"""
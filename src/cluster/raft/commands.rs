//! Replicated commands and responses for a shard.
//!
//! Commands are the inputs to the shard state machine: each one is wrapped in a
//! [`CommandEntry`] envelope (operation code + payload), encoded with bincode,
//! and appended to the consensus log. Entries are immutable once logged.
//!
//! Responses are the outputs of applying a command. Policy rejections such as
//! an existing topic are *responses*, not errors, so that every replica
//! produces the same value for the same entry.

use bytes::Bytes;
use serde::{Deserialize, Serialize};

use crate::error::{JetError, JetResult};

/// Operation code carried next to the payload in every log entry.
#[derive(Debug, Clone, Copy, Serialize, Deserialize, PartialEq, Eq, Hash)]
#[repr(u8)]
pub enum OperationCode {
    CreateTopic = 0,
    Publish = 1,
    CreateConsumer = 2,
    Consume = 3,
    AddMember = 4,
    RemoveMember = 5,
}

impl OperationCode {
    /// Returns a string label for metrics and logs.
    pub fn as_str(&self) -> &'static str {
        match self {
            OperationCode::CreateTopic => "create_topic",
            OperationCode::Publish => "publish",
            OperationCode::CreateConsumer => "create_consumer",
            OperationCode::Consume => "consume",
            OperationCode::AddMember => "add_member",
            OperationCode::RemoveMember => "remove_member",
        }
    }
}

impl std::fmt::Display for OperationCode {
    fn fmt(&self, f: &mut std::fmt::Formatter<'_>) -> std::fmt::Result {
        f.write_str(self.as_str())
    }
}

/// A message submitted for publishing.
#[derive(Debug, Clone, Serialize, Deserialize, PartialEq, Eq)]
pub struct KeyValue {
    pub key: Bytes,
    pub value: Bytes,
}

impl KeyValue {
    pub fn new(key: impl Into<Bytes>, value: impl Into<Bytes>) -> Self {
        Self {
            key: key.into(),
            value: value.into(),
        }
    }
}

/// A message after the state machine routed it and assigned its offset.
#[derive(Debug, Clone, Serialize, Deserialize, PartialEq, Eq)]
pub struct PublishedMessage {
    pub key: Bytes,
    pub value: Bytes,
    pub partition: u32,
    pub offset: u64,
}

/// The payload of a replicated command.
#[derive(Debug, Clone, Serialize, Deserialize, PartialEq, Eq)]
pub enum WriteOperation {
    /// Create a topic with a fixed number of partitions.
    CreateTopic { topic: String, partitions: u32 },

    /// Route messages to partitions and assign offsets.
    Publish {
        topic: String,
        messages: Vec<KeyValue>,
    },

    /// Reserved; applies as `Unimplemented`.
    CreateConsumer { topic: String, consumer_id: String },

    /// Reserved; applies as `Unimplemented`.
    Consume { topic: String, consumer_id: String },

    /// Add a member to the shard's membership map.
    AddMember { node_id: String, address: String },

    /// Remove a member from the shard's membership map.
    RemoveMember { node_id: String },
}

impl WriteOperation {
    /// The operation code matching this payload.
    pub fn code(&self) -> OperationCode {
        match self {
            WriteOperation::CreateTopic { .. } => OperationCode::CreateTopic,
            WriteOperation::Publish { .. } => OperationCode::Publish,
            WriteOperation::CreateConsumer { .. } => OperationCode::CreateConsumer,
            WriteOperation::Consume { .. } => OperationCode::Consume,
            WriteOperation::AddMember { .. } => OperationCode::AddMember,
            WriteOperation::RemoveMember { .. } => OperationCode::RemoveMember,
        }
    }
}

/// Envelope appended to the consensus log.
#[derive(Debug, Clone, Serialize, Deserialize, PartialEq, Eq)]
pub struct CommandEntry {
    pub code: OperationCode,
    pub operation: WriteOperation,
}

impl CommandEntry {
    /// Wrap an operation, deriving the operation code from it.
    pub fn new(operation: WriteOperation) -> Self {
        Self {
            code: operation.code(),
            operation,
        }
    }

    /// Encode for submission to the consensus engine.
    pub fn encode(&self) -> JetResult<Bytes> {
        Ok(Bytes::from(bincode::serialize(self)?))
    }

    /// Decode a committed log entry.
    ///
    /// Any failure, including an operation code that disagrees with the
    /// payload, is reported as [`JetError::CorruptEntry`]: the log itself is
    /// damaged or was written by an incompatible version.
    pub fn decode(index: u64, data: &[u8]) -> JetResult<Self> {
        let entry: CommandEntry =
            bincode::deserialize(data).map_err(|e| JetError::CorruptEntry {
                index,
                message: e.to_string(),
            })?;

        if entry.code != entry.operation.code() {
            return Err(JetError::CorruptEntry {
                index,
                message: format!(
                    "operation code {} does not match payload {}",
                    entry.code,
                    entry.operation.code()
                ),
            });
        }

        Ok(entry)
    }
}

/// Responses from applying a command to the state machine.
#[derive(Debug, Clone, Serialize, Deserialize, PartialEq, Eq)]
pub enum CommandResponse {
    /// Topic was created; `storage_nodes[i]` stores partition `i`.
    TopicCreated {
        topic: String,
        partitions: u32,
        storage_nodes: Vec<Option<String>>,
    },

    /// Topic already exists; nothing changed.
    TopicAlreadyExists { topic: String },

    /// Topic parameters are unusable (e.g. zero partitions); nothing changed.
    InvalidTopic { topic: String, reason: String },

    /// Topic storage could not be allocated; nothing changed.
    StorageAllocationFailed { topic: String, message: String },

    /// Messages were routed and assigned offsets.
    Published { messages: Vec<PublishedMessage> },

    /// Publish targeted a topic that does not exist.
    UnknownTopic { topic: String },

    /// Member add was applied (`already_present` when it was a no-op).
    MemberAdded {
        node_id: String,
        already_present: bool,
    },

    /// Member removal was applied (`was_present` is false for a no-op).
    MemberRemoved { node_id: String, was_present: bool },

    /// The operation is reserved and not implemented.
    Unimplemented { operation: OperationCode },
}

impl CommandResponse {
    /// Label describing the outcome, for metrics.
    pub fn outcome_label(&self) -> &'static str {
        match self {
            CommandResponse::TopicCreated { .. }
            | CommandResponse::Published { .. }
            | CommandResponse::MemberAdded { .. }
            | CommandResponse::MemberRemoved { .. } => "applied",
            CommandResponse::TopicAlreadyExists { .. }
            | CommandResponse::InvalidTopic { .. }
            | CommandResponse::StorageAllocationFailed { .. }
            | CommandResponse::UnknownTopic { .. } => "rejected",
            CommandResponse::Unimplemented { .. } => "unimplemented",
        }
    }

    /// Convert a rejection into the error reported to the caller.
    ///
    /// Successful outcomes pass through unchanged.
    pub fn into_result(self) -> JetResult<CommandResponse> {
        match self {
            CommandResponse::TopicAlreadyExists { topic } => {
                Err(JetError::TopicAlreadyExists(topic))
            }
            CommandResponse::InvalidTopic { topic, reason } => Err(JetError::InvalidRequest(
                format!("topic '{}': {}", topic, reason),
            )),
            CommandResponse::StorageAllocationFailed { topic, message } => {
                Err(JetError::StorageAllocation { topic, message })
            }
            CommandResponse::UnknownTopic { topic } => Err(JetError::UnknownTopic(topic)),
            CommandResponse::Unimplemented { operation } => Err(JetError::Unimplemented(
                match operation {
                    OperationCode::CreateConsumer => "CreateConsumer",
                    OperationCode::Consume => "Consume",
                    OperationCode::CreateTopic => "CreateTopic",
                    OperationCode::Publish => "Publish",
                    OperationCode::AddMember => "AddMember",
                    OperationCode::RemoveMember => "RemoveMember",
                },
            )),
            other => Ok(other),
        }
    }
}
"""
## Task requirements
Going through the data above, count the lines where the string "consensus" appears, and answer with only that number.

## Response
3